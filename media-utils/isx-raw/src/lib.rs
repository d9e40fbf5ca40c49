//! Read and write `.raw` files of 16-bit monochrome frames.
//!
//! The format has no header: every frame is `width * height` little-endian
//! `u16` samples written row after row, and frames follow each other
//! directly. The reader must therefore be told the frame geometry.

use std::io::Write;

use byteorder::{LittleEndian, WriteBytesExt};

pub type RawResult<M> = std::result::Result<M, RawError>;

mod reader;
pub use crate::reader::RawReader;

#[derive(thiserror::Error, Debug)]
pub enum RawError {
    #[error("unexpected size {actual} (expected {expected})")]
    UnexpectedSize { expected: usize, actual: usize },
    #[error("frame is {width}x{height} but the file holds {file_width}x{file_height} frames")]
    UnexpectedDimensions {
        width: u32,
        height: u32,
        file_width: u32,
        file_height: u32,
    },
    #[error("file length {len} is not a multiple of the frame size {frame_bytes}")]
    TrailingData { len: u64, frame_bytes: u64 },
    #[error("zero sized frame")]
    ZeroSize,
    #[error("already closed")]
    AlreadyClosed,
    #[error("{source}")]
    Io {
        #[from]
        source: std::io::Error,
    },
    #[error("From {path}: {source}")]
    IoPath {
        path: String,
        #[source]
        source: std::io::Error,
    },
}

/// Access to the samples of a 16-bit monochrome image.
pub trait Mono16Image {
    fn width(&self) -> u32;
    fn height(&self) -> u32;
    /// Row-major samples, exactly `width * height` long.
    fn samples(&self) -> &[u16];
}

/// An owned 16-bit monochrome frame.
#[derive(Debug, Clone, PartialEq, Eq)]
pub struct RawFrame {
    pub width: u32,
    pub height: u32,
    pub data: Vec<u16>,
}

impl RawFrame {
    pub fn new(width: u32, height: u32, data: Vec<u16>) -> RawResult<Self> {
        let expected = width as usize * height as usize;
        if data.len() != expected {
            return Err(RawError::UnexpectedSize {
                expected,
                actual: data.len(),
            });
        }
        Ok(Self {
            width,
            height,
            data,
        })
    }

    /// Smallest and largest sample, `None` for an empty frame.
    pub fn min_max(&self) -> Option<(u16, u16)> {
        let min = self.data.iter().copied().min()?;
        let max = self.data.iter().copied().max()?;
        Some((min, max))
    }
}

impl Mono16Image for RawFrame {
    fn width(&self) -> u32 {
        self.width
    }
    fn height(&self) -> u32 {
        self.height
    }
    fn samples(&self) -> &[u16] {
        &self.data
    }
}

/// Writes `.raw` frame files.
///
/// The geometry is fixed by the first frame written. All later frames must
/// have the same size.
pub struct RawWriter<F: Write> {
    f: Option<F>,
    dims: Option<(u32, u32)>,
    n_frames: u64,
}

impl<F: Write> RawWriter<F> {
    /// Open a new writer.
    pub fn new(f: F) -> Self {
        Self {
            f: Some(f),
            dims: None,
            n_frames: 0,
        }
    }

    /// Write a frame.
    pub fn write(&mut self, frame: &dyn Mono16Image) -> RawResult<()> {
        let f = self.f.as_mut().ok_or(RawError::AlreadyClosed)?;

        let (w, h) = (frame.width(), frame.height());
        match self.dims {
            None => {
                if w == 0 || h == 0 {
                    return Err(RawError::ZeroSize);
                }
                self.dims = Some((w, h));
            }
            Some((file_width, file_height)) => {
                if (w, h) != (file_width, file_height) {
                    return Err(RawError::UnexpectedDimensions {
                        width: w,
                        height: h,
                        file_width,
                        file_height,
                    });
                }
            }
        }

        let samples = frame.samples();
        let expected = w as usize * h as usize;
        if samples.len() != expected {
            return Err(RawError::UnexpectedSize {
                expected,
                actual: samples.len(),
            });
        }

        let mut buf = Vec::with_capacity(samples.len() * 2);
        for &value in samples {
            buf.write_u16::<LittleEndian>(value)?;
        }
        f.write_all(&buf)?;

        self.n_frames += 1;
        Ok(())
    }

    /// Number of frames written so far.
    pub fn n_frames(&self) -> u64 {
        self.n_frames
    }

    /// Flush and close the writer, returning the inner writer.
    ///
    /// Ideally, this is called prior to dropping to prevent the possibility of
    /// silently ignoring errors.
    pub fn close(mut self) -> RawResult<F> {
        self.close_inner()
    }

    fn close_inner(&mut self) -> RawResult<F> {
        let mut f = self.f.take().ok_or(RawError::AlreadyClosed)?;
        f.flush()?;
        tracing::debug!("closed raw writer after {} frames", self.n_frames);
        Ok(f)
    }
}

/// This will silently ignore any error.
impl<F: Write> Drop for RawWriter<F> {
    fn drop(&mut self) {
        if self.f.is_some() {
            let _ = self.close_inner();
        }
    }
}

▶ **DIRECTIONS**
Work through the records above and count the lines that hold the string "copied". Please give only that figure.

▶ **ANSWER BOX**
2